» **Task requirements**
Find and copy every line in the records that includes the string "token".

» **Records shown**
• • • • • • •
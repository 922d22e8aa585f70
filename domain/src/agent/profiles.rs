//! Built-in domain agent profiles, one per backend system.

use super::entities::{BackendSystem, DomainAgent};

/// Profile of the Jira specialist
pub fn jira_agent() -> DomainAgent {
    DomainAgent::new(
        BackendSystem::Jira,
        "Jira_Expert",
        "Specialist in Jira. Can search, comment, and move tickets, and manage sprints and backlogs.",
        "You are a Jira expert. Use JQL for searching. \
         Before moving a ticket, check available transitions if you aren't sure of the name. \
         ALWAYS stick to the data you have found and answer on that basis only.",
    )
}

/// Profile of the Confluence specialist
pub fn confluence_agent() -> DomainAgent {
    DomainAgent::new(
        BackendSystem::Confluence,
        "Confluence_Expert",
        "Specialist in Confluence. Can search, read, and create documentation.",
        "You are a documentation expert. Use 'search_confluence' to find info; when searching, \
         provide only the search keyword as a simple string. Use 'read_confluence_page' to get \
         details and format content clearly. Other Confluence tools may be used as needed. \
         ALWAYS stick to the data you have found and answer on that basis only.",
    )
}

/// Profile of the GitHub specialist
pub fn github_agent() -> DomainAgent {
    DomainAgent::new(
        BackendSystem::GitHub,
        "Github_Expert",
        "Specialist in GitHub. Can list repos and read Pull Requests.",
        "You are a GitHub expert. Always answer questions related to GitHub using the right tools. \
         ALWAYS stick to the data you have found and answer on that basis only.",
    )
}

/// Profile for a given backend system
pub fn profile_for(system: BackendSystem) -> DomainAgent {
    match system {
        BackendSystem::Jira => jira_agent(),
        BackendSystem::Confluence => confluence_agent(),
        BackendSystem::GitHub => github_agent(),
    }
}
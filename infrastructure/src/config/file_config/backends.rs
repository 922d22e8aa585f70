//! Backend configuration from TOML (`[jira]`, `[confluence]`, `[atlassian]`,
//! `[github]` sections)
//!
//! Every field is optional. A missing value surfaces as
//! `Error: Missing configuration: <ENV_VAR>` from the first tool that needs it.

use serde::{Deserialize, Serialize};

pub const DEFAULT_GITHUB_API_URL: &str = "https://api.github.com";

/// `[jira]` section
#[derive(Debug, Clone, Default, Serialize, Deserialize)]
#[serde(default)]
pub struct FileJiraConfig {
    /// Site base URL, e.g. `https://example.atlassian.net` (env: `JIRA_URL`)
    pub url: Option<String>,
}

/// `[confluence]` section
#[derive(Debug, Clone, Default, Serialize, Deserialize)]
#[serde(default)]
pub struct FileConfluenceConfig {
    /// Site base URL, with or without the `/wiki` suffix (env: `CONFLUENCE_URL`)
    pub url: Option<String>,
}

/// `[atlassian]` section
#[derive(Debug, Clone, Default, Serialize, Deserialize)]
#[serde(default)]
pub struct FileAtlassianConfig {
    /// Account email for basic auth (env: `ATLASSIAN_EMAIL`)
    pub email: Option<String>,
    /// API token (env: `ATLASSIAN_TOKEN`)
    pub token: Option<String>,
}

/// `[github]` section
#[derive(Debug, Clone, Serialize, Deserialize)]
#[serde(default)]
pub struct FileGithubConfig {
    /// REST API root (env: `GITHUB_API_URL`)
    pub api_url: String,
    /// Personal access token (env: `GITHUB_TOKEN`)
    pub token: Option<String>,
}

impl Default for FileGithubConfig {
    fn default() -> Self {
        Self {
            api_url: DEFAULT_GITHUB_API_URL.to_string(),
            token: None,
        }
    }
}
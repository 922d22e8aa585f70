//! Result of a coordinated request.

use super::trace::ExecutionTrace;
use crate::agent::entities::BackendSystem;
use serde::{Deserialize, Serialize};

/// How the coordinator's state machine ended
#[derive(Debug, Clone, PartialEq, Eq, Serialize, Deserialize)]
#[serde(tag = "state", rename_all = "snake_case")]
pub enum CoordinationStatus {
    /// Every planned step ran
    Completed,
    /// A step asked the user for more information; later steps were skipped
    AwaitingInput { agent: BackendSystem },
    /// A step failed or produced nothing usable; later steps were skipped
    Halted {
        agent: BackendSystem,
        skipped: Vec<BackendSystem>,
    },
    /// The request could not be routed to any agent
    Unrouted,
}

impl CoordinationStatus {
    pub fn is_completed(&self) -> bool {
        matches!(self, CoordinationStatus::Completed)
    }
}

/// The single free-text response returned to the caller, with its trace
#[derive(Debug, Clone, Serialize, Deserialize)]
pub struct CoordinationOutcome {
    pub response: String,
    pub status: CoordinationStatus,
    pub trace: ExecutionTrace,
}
• • • • • • •
» **Response to this task**
    /// API token (env: `ATLASSIAN_TOKEN`)
    pub token: Option<String>,
    /// Personal access token (env: `GITHUB_TOKEN`)
    pub token: Option<String>,
            token: None,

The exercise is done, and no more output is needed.